Teodoro Llorente: «Proemio»
Poetas franceses del siglo XIX. Traducción en verso castellano por D. Teodoro Llorente, Barcelona, Montaner y Simón, 1906, 5–9.
[5] Admiraba yo más a Víctor Hugo; amaba más a Lamartine. Quería asimilarme la poesía del uno y del otro, y con este objeto, por pura fruición propia, sin ulterior propósito, di en traducir sus versos. ¡Qué horas tan deliciosas, y a veces tan inquietas, huyendo de las gentes, a solas conmigo mismo, pasé ocupado en aquella dificultosa labor! A nadie la daba a entender; temía que la profanasen ojos extraños. […]
[6] Con aquel prólogo salieron a luz mis Poesías selectas de Víctor Hugo, traducidas en verso castellano, en edición modesta y pobre, hecha sin duda de mala gana y por puro compromiso. Tuve, a pesar de ello, un momento de juvenil satisfacción al ver mi libro; a los tres meses renegaba de él. Veía claras y patentes las faltas de mi traducción. Para expresar con exactitud el sentido de la poesía original, descuidé la forma; no brillaban en ella la galanura y la gallardía propias de la versificación castellana. Arrepentíme de haber dado a la estampa obra tan imperfecta. […]
[8] No se me oculta que en España los profesionales de las letras, casi todos los que por gusto las cultivan, y aun muchos de los que a su república pertenecen como meros lectores, conocen la lengua francesa y leen a sus poetas en el texto original. Pero, por mucho que ese círculo se ensanche, siempre quedará fuera de él infinidad de personas, que no son insensibles a los encantos de la poesía, y que solamente vertida al castellano pueden comprender la de allende los Pirineos. A las unas y a las otras dedico este volumen, algo confiado en la indulgencia de las últimas, algo receloso, respecto a las demás, de sus temibles exigencias. Hay prevención contra los que en verso traducimos composiciones poéticas escritas en ajeno idioma.
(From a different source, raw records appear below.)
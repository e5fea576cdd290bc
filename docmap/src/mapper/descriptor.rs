use crate::common::TypeRef;
use crate::entity::{EntityModel, EntityType, PropertyModel};
use crate::errors::{ErrorKind, MapperError, MapperResult};
use crate::mapper_config::MapperConfig;
use dashmap::DashMap;
use std::any::TypeId;
use std::collections::HashSet;
use std::sync::Arc;

/// Name of the meta-property every entity exposes in
/// [AccessMode::Property] mode. It is never mapped.
pub const CLASS_PROPERTY: &str = "class";

/// How the properties of an entity are enumerated.
#[derive(Clone, Copy, Debug, PartialEq, Eq, Hash)]
pub enum AccessMode {
    /// Declared fields only. Used by the reader.
    Field,
    /// Declared fields plus the synthetic [CLASS_PROPERTY]. Used by the
    /// writer.
    Property,
}

/// Resolved mapping metadata of one entity property.
#[derive(Clone, Debug, PartialEq)]
pub struct EntityDescriptor {
    name: String,
    key: String,
    type_ref: TypeRef,
    identifier: bool,
    mappable: bool,
    synthetic: bool,
}

impl EntityDescriptor {
    fn synthetic_class() -> Self {
        EntityDescriptor {
            name: CLASS_PROPERTY.to_string(),
            key: CLASS_PROPERTY.to_string(),
            type_ref: TypeRef::TypeName,
            identifier: false,
            mappable: false,
            synthetic: true,
        }
    }

    /// Property name on the entity.
    pub fn name(&self) -> &str {
        &self.name
    }

    /// Document key the property is stored under.
    pub fn key(&self) -> &str {
        &self.key
    }

    /// Declared type of the property.
    pub fn type_ref(&self) -> &TypeRef {
        &self.type_ref
    }

    /// Element type of an array, list or set property.
    pub fn element_type(&self) -> Option<&TypeRef> {
        self.type_ref.element_type()
    }

    /// Key type of a map property.
    pub fn map_key_type(&self) -> Option<&TypeRef> {
        self.type_ref.map_types().map(|(key, _)| key)
    }

    /// Value type of a map property.
    pub fn map_value_type(&self) -> Option<&TypeRef> {
        self.type_ref.map_types().map(|(_, value)| value)
    }

    pub fn is_identifier(&self) -> bool {
        self.identifier
    }

    pub fn is_enum(&self) -> bool {
        self.type_ref.is_enum()
    }

    /// List- or set-like property. Arrays are not collections.
    pub fn is_collection(&self) -> bool {
        self.type_ref.is_collection()
    }

    pub fn is_map(&self) -> bool {
        self.type_ref.is_map()
    }

    pub fn is_array(&self) -> bool {
        self.type_ref.is_array()
    }

    pub fn is_entity(&self) -> bool {
        self.type_ref.is_entity()
    }

    pub fn is_mappable(&self) -> bool {
        self.mappable
    }

    pub fn is_synthetic(&self) -> bool {
        self.synthetic
    }

    /// Whether the declared type can hold an object id: text, object id or
    /// big integer.
    pub fn is_of_id_type(&self) -> bool {
        self.type_ref.is_id_type()
    }
}

/// Resolves and caches the descriptors of entity types.
///
/// Descriptors are computed on first use per `(entity type, access mode)`
/// and kept for the lifetime of the resolver. Failed resolutions are not
/// cached.
pub struct DescriptorResolver {
    config: MapperConfig,
    cache: DashMap<(TypeId, AccessMode), Arc<[EntityDescriptor]>>,
}

impl DescriptorResolver {
    pub fn new(config: MapperConfig) -> Self {
        DescriptorResolver {
            config,
            cache: DashMap::new(),
        }
    }

    /// Returns the ordered descriptors of `entity_type`.
    ///
    /// # Errors
    ///
    /// * [ErrorKind::ConfigurationError] if a property type contains an
    ///   unbound type variable, more than one property is an identifier,
    ///   a document key is empty or two mappable properties share a key.
    /// * [ErrorKind::UnsupportedShape] if a map property has a key type
    ///   other than text.
    pub fn describe(&self, entity_type: &EntityType, mode: AccessMode) -> MapperResult<Arc<[EntityDescriptor]>> {
        let cache_key = (entity_type.type_id(), mode);
        if let Some(descriptors) = self.cache.get(&cache_key) {
            return Ok(descriptors.value().clone());
        }

        let descriptors: Arc<[EntityDescriptor]> = self.resolve(entity_type, mode)?.into();
        let descriptors = self
            .cache
            .entry(cache_key)
            .or_insert(descriptors)
            .value()
            .clone();
        Ok(descriptors)
    }

    /// Returns the identifier descriptor of `entity_type`, if it has one.
    pub fn identifier(&self, entity_type: &EntityType) -> MapperResult<Option<EntityDescriptor>> {
        let descriptors = self.describe(entity_type, AccessMode::Field)?;
        Ok(descriptors.iter().find(|descriptor| descriptor.is_identifier()).cloned())
    }

    /// Number of cached descriptor sets.
    pub fn cached(&self) -> usize {
        self.cache.len()
    }

    fn resolve(&self, entity_type: &EntityType, mode: AccessMode) -> MapperResult<Vec<EntityDescriptor>> {
        let model = entity_type.model();
        let identifier = self.find_identifier(&model)?;

        let mut descriptors = Vec::with_capacity(model.properties().len() + 1);
        let mut keys = HashSet::new();
        for property in model.properties() {
            let is_identifier = identifier == Some(property.name());
            let descriptor = self.resolve_property(&model, property, is_identifier)?;

            if descriptor.is_mappable() && !keys.insert(descriptor.key().to_string()) {
                log::error!(
                    "Entity {} maps more than one property to key {}",
                    model.name(),
                    descriptor.key()
                );
                return Err(MapperError::new(
                    &format!(
                        "Entity {} maps more than one property to key {}",
                        model.name(),
                        descriptor.key()
                    ),
                    ErrorKind::ConfigurationError,
                ));
            }
            descriptors.push(descriptor);
        }

        if mode == AccessMode::Property
            && !model.properties().iter().any(|property| property.name() == CLASS_PROPERTY)
        {
            descriptors.push(EntityDescriptor::synthetic_class());
        }

        Ok(descriptors)
    }

    fn find_identifier<'a>(&self, model: &'a EntityModel) -> MapperResult<Option<&'a str>> {
        let explicit: Vec<&PropertyModel> = model.properties().iter().filter(|p| p.is_id()).collect();
        let candidates = if explicit.is_empty() {
            model
                .properties()
                .iter()
                .filter(|p| !p.is_transient() && self.config.is_id_property_name(p.name()))
                .collect()
        } else {
            explicit
        };

        match candidates.as_slice() {
            [] => Ok(None),
            [single] => Ok(Some(single.name())),
            [first, second, ..] => {
                log::error!(
                    "Entity {} declares more than one identifier: {} and {}",
                    model.name(),
                    first.name(),
                    second.name()
                );
                Err(MapperError::new(
                    &format!(
                        "Entity {} declares more than one identifier: {} and {}",
                        model.name(),
                        first.name(),
                        second.name()
                    ),
                    ErrorKind::ConfigurationError,
                ))
            }
        }
    }

    fn resolve_property(
        &self,
        model: &EntityModel,
        property: &PropertyModel,
        identifier: bool,
    ) -> MapperResult<EntityDescriptor> {
        let type_ref = property.type_ref();

        if let Some(variable) = type_ref.unbound_variable() {
            log::error!(
                "Cannot resolve type variable {} of property {}.{}",
                variable,
                model.name(),
                property.name()
            );
            return Err(MapperError::new(
                &format!(
                    "Cannot resolve type variable {} of property {}.{} to a concrete type",
                    variable,
                    model.name(),
                    property.name()
                ),
                ErrorKind::ConfigurationError,
            ));
        }

        if let Some((key_type, _)) = type_ref.map_types() {
            if !matches!(key_type, TypeRef::String | TypeRef::Any) {
                log::error!(
                    "Map property {}.{} has {} keys, only text keys are supported",
                    model.name(),
                    property.name(),
                    key_type
                );
                return Err(MapperError::new(
                    &format!(
                        "Map property {}.{} has {} keys, only text keys are supported",
                        model.name(),
                        property.name(),
                        key_type
                    ),
                    ErrorKind::UnsupportedShape,
                ));
            }
        }

        let key = match property.key_override() {
            Some(key) => key.to_string(),
            None if identifier => self.config.id_key().to_string(),
            None => property.name().to_string(),
        };

        if key.is_empty() {
            log::error!("Property {}.{} has an empty document key", model.name(), property.name());
            return Err(MapperError::new(
                &format!("Property {}.{} has an empty document key", model.name(), property.name()),
                ErrorKind::ConfigurationError,
            ));
        }

        Ok(EntityDescriptor {
            name: property.name().to_string(),
            key,
            type_ref: type_ref.clone(),
            identifier,
            mappable: !property.is_transient(),
            synthetic: false,
        })
    }
}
Nos condena de antemano un adagio que nació en Italia y se ha extendido mucho: traduttore, nos dice, traditore. Y en alguna razón se funda esta severidad, pues es sumamente difícil conservar en la traducción rimada, no sólo el pensamiento del poema traducido, sino la forma peculiar, la dicción precisa y el tono propio que el autor le diera. Hay en esta labor aproximaciones más o menos cercanas, dignas de premio, como en la Lotería: conseguir que iguale, en todos conceptos, la versión al original, que sea su reproducción exactísima, es como alcanzar en aquel juego el premio gordo. Uno de nuestros poetas más insignes y de los que fueron más flexibles y fáciles en la expresión, Fray Luis de León, lamentaba la dificultad de este trabajo y la exponía a sus lectores para que no fuesen severos. «De lo que yo compuse, decía, juzgará cada uno a su voluntad; de lo que es traducido, el que quisiere ser juez pruebe primero qué cosa es traducir poesías elegantes de una lengua extraña a la suya, sin añadir ni quitar sentencia, y con guardar cuanto es posible las figuras del original y su donaire, y hacer que hablen en castellano, y no como extranjeras y advenedizas, sino como nacidas en él y naturales. No digo que lo he hecho yo, ni soy tan arrogante; mas helo pretendido hacer, y así lo expreso. Y el que dijere que no lo he alcanzado, haga prueba de sí, y entonces podrá ser que estime mi trabajo más». Lo que Fray Luis de León alegaba en defensa de sus traducciones, bien puedo repetirlo yo, que no vuelo tan alto. […]
[9] Quizás algún lector eche de menos en esta galería de ingenios esclarecidos, otros que también son muy nombrados; pero he de advertir que no todos los versos se prestan a buena traducción rítmica. ¿Cómo trasladar a otro idioma de esa manera (y vaya por ejemplo) las canciones de Béranger, en forma métrica análoga, con su mismo tono y vis popular? Por imposible lo tengo. Otro ejemplo: hay un poeta, recién fallecido en París, que ha figurado entre los primeros de nuestro tiempo, y que para mí es muy simpático por su origen español: José María de Heredia. Sus sonetos son obra de un arte admirable. Pero encerrar el contenido de los catorce alejandrinos del soneto francés en los catorce endecasílabos del soneto castellano, sobre todo si están tan repletos de ideas y de imágenes como los de Heredia, es empresa temeraria; yo no me he atrevido a intentarla.